Ana sayfamda kitabının çıktığına dair attığı videoyu görünce ise ister istemez adına çok mutlu oldum. Bir şeyler yazdığını biliyordum ama kendisini çok fazla takip edemiyordum. Tamamen aklımdan çıkmıştı. Daha sonra bu videosu karşıma çıkınca gerçekten çok farklı hissettim.

Direkt olarak kitabı internetten istetip incelemek istedim. Bundan dolayı da geldiği gibi hemen okuduğum kitabı bırakıp yerine “Orion”u okumaya başladım.

İlk başlarda biraz süslü cümle kurma kaygısı güdüldüğünü hissettim. Ama kitabı okudukça bu durumun yerini gerçekten yerinde kurulan süslü cümlelere bıraktığını gördüm. Birçok altını çizdiğim ve beğendiğim cümleler oldu kitap boyunca. Gerçekten cümlelerin kuruluşu ve içlerinde barındırdıkları anlamlar okura güzel bir şekilde yansıtılmıştı.

Biraz da karakterlere ve kurguya değinelim. Bir ilk kitaba göre gerçekten kaliteli bir kurgu işlenmişti. Açıkçası “Bunu nasıl düşünmüş ya.” Dediğim yerler oldu. Nasıl aklına geldiği ya da neden etkilenerek yazdığını bilmiyorum ama gerçekten kurgu konusunda kaliteli bir iş çıkarmış. Yaratılan dünya oldukça güzel ve okuru içine çekmeyi başarıyor.
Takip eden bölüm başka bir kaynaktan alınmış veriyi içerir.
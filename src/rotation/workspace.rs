// Copyright 2026, Jeroen van Erp <jeroen@geeko.me>
// SPDX-License-Identifier: Apache-2.0

//! Scoped working directory holding the secret backup and the rewritten document

use crate::error::{Result, RotateError};
use chrono::Local;
use k8s_openapi::api::core::v1::Secret;
use std::fs;
use std::path::{Path, PathBuf};
use tempfile::TempDir;
use tracing::{debug, info};

const PREFIX: &str = "argocd-passwd-";

/// Temporary directory removed on drop unless [`Workspace::keep`] is called
pub struct Workspace {
    dir: TempDir,
}

impl Workspace {
    pub fn create() -> Result<Self> {
        let dir = tempfile::Builder::new()
            .prefix(PREFIX)
            .tempdir()
            .map_err(|e| RotateError::BackupFailed(format!("cannot create work dir: {}", e)))?;
        debug!("Created work dir {}", dir.path().display());
        Ok(Self { dir })
    }

    pub fn path(&self) -> &Path {
        self.dir.path()
    }

    /// Write the secret unmodified to a timestamped backup file
    pub fn write_backup(&self, secret: &Secret, secret_name: &str) -> Result<PathBuf> {
        let file = format!(
            "{}-backup-{}.yaml",
            secret_name,
            Local::now().format("%Y%m%d-%H%M%S")
        );
        let path = self.path().join(file);

        write_document(&path, secret).map_err(|e| RotateError::BackupFailed(e.to_string()))?;

        info!("Backed up secret {} to {}", secret_name, path.display());
        Ok(path)
    }

    /// Path the rewritten document is written to
    pub fn rewritten_path(&self, secret_name: &str) -> PathBuf {
        self.path().join(format!("{}-new.yaml", secret_name))
    }

    /// Leave the directory on disk and return its path
    pub fn keep(self) -> PathBuf {
        self.dir.keep()
    }
}

/// Serialize a secret to YAML on disk
pub fn write_document(path: &Path, secret: &Secret) -> std::io::Result<()> {
    let yaml = serde_yaml::to_string(secret)
        .map_err(|e| std::io::Error::new(std::io::ErrorKind::InvalidData, e))?;
    fs::write(path, yaml)
}

/// Parse a secret back from a YAML document on disk
pub fn read_document(path: &Path) -> std::io::Result<Secret> {
    let yaml = fs::read_to_string(path)?;
    serde_yaml::from_str(&yaml).map_err(|e| std::io::Error::new(std::io::ErrorKind::InvalidData, e))
}

#[cfg(test)]
mod tests {
    use super::*;
    use crate::test_utils::secret_json;

    fn secret() -> Secret {
        serde_json::from_str(&secret_json(
            "argocd",
            "argocd-secret",
            &[("admin.password", "$2a$10$abc"), ("server.secretkey", "s3cr3t")],
        ))
        .unwrap()
    }

    #[test]
    fn test_backup_round_trips_secret() {
        let workspace = Workspace::create().unwrap();

        let path = workspace.write_backup(&secret(), "argocd-secret").unwrap();

        assert!(path.starts_with(workspace.path()));
        let name = path.file_name().unwrap().to_string_lossy().to_string();
        assert!(name.starts_with("argocd-secret-backup-"));
        assert!(name.ends_with(".yaml"));
        assert_eq!(read_document(&path).unwrap(), secret());
    }

    #[test]
    fn test_workspace_removed_on_drop() {
        let workspace = Workspace::create().unwrap();
        let path = workspace.path().to_path_buf();

        drop(workspace);

        assert!(!path.exists());
    }

    #[test]
    fn test_keep_leaves_directory() {
        let workspace = Workspace::create().unwrap();
        let backup = workspace.write_backup(&secret(), "argocd-secret").unwrap();

        let dir = workspace.keep();

        assert!(backup.exists());
        fs::remove_dir_all(dir).unwrap();
    }

    #[test]
    fn test_read_document_rejects_garbage() {
        let workspace = Workspace::create().unwrap();
        let path = workspace.path().join("broken.yaml");
        fs::write(&path, "data: [unterminated").unwrap();

        assert!(read_document(&path).is_err());
    }
}
// Copyright 2026, Jeroen van Erp <jeroen@geeko.me>
// SPDX-License-Identifier: Apache-2.0

/// Default Argo CD object names
pub mod defaults {
    /// Namespace Argo CD is installed in
    pub const NAMESPACE: &str = "argocd";
    /// Secret holding the account password hashes
    pub const SECRET_NAME: &str = "argocd-secret";
    /// ConfigMap holding the account enablement entries
    pub const CONFIG_MAP_NAME: &str = "argocd-cm";
    /// Deployment that has to be restarted to pick up the new credential
    pub const SERVER_DEPLOYMENT: &str = "argocd-server";
}

/// Account related keys and values
pub mod account {
    /// Capabilities granted to the rotated account
    pub const CAPABILITIES: &str = "apiKey,login";

    /// ConfigMap key enabling an account
    pub fn enablement_key(username: &str) -> String {
        format!("accounts.{}", username)
    }

    /// Secret key holding an account's password hash
    pub fn password_key(username: &str) -> String {
        format!("{}.password", username)
    }
}

/// Password hashing parameters
pub mod hashing {
    /// bcrypt cost factor
    pub const COST: u32 = 10;
    /// Identifier produced by htpasswd and the native bcrypt encoder
    pub const NATIVE_PREFIX: &str = "$2y$";
    /// Identifier Argo CD expects
    pub const COMPAT_PREFIX: &str = "$2a$";
}

/// Rollout restart and wait configuration
pub mod rollout {
    /// Pod template annotation stamped by `kubectl rollout restart`
    pub const RESTARTED_AT_ANNOTATION: &str = "kubectl.kubernetes.io/restartedAt";
    /// Maximum time to wait for the restarted deployment to become available
    pub const TIMEOUT_SECS: u64 = 180;
    /// Interval between rollout status polls
    pub const POLL_INTERVAL_SECS: u64 = 2;
    /// Delay before the final verification of the live secret
    pub const SETTLE_DELAY_SECS: u64 = 5;
}

/// Field manager used for patches
pub const FIELD_MANAGER: &str = "argocd-passwd";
Altan alta verilen “Birini unutmak mı yoksa ölümünün arkasında bıraktığı anılara tutunarak mı yaşamak” mesajı okuru kitap boyunca düşündürüyor ve empati kurmasını sağlıyor. “Ya ben de sevdiklerimi unutmak durumunda kalsaydım? O zaman tepkim ne olurdu? Ne yapardım?” gibisinden kendimizle münakaşaya giriyor ve kitabı da bu soruların yarattığı bir zevkle okuyoruz.

Bana kalırsa kitapta ölenlerin gölgeye dönüşmesinin altında da güzel bir anlam yatıyor. Gölgeler kitaptaki karakterlerin peşini bırakmıyor ve yarattıkları teessürle sürekli olarak karakterlerimizi onlardan kaçmak mecburiyetinde bırakıyorlar. Aslında buradan ölüleri hiçbir zaman ardımızda bırakamadığımızı ve ruhumuzda hep onlardan bir parça taşıdığımızı çıkarabiliriz. Aynı zamanda kitapta birkaç karakterin ebeveynleri ve aile yapısı sıkıntılıydı. Bu durumun çocukların psikolojisine ve düşünce biçimine olan etkisini de gözlemliyoruz.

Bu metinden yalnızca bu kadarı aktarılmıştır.